:: Task item ::
Show the lines below where "MultiBzDecoder" occurs.
%%
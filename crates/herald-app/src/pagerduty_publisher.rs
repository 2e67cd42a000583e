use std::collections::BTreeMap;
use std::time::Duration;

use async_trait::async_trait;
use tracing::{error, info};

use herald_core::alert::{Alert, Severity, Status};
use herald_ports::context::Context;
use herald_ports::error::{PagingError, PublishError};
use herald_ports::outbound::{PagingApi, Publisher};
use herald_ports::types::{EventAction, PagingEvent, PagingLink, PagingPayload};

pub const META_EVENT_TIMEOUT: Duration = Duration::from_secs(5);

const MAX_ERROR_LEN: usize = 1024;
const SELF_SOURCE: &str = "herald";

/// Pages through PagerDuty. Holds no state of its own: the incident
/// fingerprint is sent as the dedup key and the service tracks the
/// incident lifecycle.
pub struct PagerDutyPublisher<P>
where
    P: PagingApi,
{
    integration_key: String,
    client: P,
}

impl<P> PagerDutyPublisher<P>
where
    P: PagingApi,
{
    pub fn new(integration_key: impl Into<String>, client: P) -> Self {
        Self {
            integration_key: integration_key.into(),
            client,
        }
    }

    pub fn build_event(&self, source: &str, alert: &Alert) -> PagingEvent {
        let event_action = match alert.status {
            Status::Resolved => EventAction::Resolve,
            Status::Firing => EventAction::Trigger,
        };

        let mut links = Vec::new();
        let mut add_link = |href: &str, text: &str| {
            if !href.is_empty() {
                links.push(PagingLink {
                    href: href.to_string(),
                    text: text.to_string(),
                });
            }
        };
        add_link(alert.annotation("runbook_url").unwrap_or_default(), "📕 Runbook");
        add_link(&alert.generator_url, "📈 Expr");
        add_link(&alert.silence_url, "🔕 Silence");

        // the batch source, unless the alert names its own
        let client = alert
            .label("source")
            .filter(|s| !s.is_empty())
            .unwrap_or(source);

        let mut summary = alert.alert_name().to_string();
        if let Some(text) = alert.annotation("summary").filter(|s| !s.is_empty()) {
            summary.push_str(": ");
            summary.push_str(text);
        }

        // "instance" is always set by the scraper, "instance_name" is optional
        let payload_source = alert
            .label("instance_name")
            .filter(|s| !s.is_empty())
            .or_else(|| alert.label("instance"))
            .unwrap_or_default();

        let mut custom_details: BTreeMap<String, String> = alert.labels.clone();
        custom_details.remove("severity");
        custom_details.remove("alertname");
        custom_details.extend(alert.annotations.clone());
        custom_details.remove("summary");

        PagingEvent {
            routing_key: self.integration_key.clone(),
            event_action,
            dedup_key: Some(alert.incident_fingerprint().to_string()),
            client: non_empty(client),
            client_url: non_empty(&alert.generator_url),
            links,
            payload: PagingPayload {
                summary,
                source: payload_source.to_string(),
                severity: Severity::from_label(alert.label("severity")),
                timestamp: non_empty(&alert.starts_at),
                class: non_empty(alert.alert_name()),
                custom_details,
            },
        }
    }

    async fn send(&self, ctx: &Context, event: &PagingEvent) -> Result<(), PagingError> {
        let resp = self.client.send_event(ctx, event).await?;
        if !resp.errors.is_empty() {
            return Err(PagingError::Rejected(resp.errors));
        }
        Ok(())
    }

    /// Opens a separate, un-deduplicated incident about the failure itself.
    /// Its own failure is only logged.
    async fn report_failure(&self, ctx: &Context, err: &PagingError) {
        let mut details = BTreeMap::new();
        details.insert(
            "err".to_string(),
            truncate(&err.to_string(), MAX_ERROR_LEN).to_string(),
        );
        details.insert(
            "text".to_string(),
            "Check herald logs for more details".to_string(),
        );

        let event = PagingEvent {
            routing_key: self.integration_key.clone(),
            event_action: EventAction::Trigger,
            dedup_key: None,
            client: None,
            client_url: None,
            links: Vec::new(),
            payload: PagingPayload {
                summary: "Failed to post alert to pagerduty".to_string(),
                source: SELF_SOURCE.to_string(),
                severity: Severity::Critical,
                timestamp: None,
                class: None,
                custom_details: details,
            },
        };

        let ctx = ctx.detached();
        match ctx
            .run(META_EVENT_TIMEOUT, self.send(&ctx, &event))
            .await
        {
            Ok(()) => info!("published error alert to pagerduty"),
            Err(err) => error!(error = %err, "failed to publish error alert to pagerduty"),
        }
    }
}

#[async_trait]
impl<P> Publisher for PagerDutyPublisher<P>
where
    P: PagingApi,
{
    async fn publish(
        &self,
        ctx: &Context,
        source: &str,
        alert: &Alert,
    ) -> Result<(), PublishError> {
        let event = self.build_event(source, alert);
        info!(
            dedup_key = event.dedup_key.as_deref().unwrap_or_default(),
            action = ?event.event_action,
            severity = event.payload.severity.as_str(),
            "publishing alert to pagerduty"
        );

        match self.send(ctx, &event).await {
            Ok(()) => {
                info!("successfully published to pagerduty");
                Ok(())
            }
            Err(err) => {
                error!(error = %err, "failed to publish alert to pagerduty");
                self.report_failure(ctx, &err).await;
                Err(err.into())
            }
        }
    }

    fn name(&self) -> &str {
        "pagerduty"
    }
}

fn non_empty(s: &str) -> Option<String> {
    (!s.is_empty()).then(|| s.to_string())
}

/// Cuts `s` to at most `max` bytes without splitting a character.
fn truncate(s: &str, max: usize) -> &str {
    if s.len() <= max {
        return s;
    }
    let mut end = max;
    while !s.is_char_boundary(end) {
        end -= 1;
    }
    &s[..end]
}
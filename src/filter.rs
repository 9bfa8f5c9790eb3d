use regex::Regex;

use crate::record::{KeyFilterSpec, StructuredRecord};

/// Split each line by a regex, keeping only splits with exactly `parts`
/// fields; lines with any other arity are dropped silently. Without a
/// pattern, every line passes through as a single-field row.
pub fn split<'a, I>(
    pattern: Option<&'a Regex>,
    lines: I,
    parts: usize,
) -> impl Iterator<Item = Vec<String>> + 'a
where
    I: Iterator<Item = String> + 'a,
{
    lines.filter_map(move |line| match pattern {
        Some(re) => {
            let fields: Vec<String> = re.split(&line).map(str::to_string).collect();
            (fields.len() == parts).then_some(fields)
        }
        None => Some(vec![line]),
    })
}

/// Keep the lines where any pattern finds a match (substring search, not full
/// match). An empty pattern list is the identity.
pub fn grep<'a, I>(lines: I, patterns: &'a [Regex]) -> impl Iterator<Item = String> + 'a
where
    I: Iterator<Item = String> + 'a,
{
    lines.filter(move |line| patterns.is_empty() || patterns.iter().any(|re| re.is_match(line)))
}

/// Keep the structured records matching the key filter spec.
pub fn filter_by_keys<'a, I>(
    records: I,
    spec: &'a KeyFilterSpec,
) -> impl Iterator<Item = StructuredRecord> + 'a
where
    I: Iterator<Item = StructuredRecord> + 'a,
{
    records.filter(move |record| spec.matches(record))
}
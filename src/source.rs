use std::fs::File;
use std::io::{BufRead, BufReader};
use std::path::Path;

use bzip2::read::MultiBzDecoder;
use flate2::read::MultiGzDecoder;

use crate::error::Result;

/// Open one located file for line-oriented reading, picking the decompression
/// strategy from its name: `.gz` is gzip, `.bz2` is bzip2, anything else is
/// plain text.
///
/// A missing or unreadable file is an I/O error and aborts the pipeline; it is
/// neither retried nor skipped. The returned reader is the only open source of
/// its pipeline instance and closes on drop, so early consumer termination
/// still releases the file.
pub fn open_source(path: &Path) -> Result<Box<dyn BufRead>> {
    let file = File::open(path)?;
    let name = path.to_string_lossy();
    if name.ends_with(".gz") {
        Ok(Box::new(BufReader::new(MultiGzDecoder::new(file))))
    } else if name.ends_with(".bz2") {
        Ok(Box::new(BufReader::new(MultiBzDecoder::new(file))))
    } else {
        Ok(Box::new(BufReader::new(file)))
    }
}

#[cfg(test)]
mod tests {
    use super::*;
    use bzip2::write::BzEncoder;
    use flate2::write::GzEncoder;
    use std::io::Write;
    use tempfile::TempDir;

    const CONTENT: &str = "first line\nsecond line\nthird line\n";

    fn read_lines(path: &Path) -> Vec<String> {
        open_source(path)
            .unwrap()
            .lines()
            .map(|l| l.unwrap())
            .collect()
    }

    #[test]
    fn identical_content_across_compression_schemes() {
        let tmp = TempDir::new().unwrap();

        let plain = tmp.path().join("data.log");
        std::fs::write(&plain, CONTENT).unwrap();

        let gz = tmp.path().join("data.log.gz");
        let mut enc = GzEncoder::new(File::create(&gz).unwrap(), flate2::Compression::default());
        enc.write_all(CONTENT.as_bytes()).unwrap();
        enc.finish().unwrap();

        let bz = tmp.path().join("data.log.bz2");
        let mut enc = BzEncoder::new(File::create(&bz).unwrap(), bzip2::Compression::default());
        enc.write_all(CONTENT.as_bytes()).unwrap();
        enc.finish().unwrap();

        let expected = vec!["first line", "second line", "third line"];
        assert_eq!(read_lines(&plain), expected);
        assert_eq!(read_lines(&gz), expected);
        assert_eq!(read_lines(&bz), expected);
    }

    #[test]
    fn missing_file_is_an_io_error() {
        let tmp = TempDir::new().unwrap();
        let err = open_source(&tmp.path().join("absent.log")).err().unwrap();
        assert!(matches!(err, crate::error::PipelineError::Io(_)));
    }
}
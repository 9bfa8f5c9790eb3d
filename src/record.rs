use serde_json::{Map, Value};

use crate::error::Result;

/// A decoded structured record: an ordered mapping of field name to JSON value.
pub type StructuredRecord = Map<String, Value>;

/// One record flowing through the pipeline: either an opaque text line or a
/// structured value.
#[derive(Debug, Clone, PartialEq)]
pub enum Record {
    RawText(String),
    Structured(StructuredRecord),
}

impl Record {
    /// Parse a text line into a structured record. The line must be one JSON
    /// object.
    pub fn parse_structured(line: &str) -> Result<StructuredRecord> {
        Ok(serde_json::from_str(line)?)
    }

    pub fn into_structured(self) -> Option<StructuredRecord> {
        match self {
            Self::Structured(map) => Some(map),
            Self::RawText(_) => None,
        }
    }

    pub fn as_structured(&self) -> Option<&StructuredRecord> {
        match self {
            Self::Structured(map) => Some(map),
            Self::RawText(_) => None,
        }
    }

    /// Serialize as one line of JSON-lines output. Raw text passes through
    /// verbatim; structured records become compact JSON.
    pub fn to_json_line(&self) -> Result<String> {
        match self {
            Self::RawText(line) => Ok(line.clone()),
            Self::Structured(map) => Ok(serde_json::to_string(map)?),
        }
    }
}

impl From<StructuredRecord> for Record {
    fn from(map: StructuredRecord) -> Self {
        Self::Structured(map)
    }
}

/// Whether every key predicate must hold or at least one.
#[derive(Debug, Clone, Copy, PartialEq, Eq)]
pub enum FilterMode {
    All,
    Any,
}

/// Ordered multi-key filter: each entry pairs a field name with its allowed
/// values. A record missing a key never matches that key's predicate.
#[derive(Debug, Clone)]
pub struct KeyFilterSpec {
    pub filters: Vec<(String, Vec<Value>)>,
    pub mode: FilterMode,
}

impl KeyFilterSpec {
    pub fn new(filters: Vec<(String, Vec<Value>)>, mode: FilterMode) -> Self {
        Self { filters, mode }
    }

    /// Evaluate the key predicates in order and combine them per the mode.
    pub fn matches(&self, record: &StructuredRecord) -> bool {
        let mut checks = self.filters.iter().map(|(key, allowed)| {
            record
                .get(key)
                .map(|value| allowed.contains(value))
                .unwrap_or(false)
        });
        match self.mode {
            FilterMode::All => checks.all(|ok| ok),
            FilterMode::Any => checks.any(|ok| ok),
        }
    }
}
%%
:: Response area ::
use bzip2::read::MultiBzDecoder;
        Ok(Box::new(BufReader::new(MultiBzDecoder::new(file))))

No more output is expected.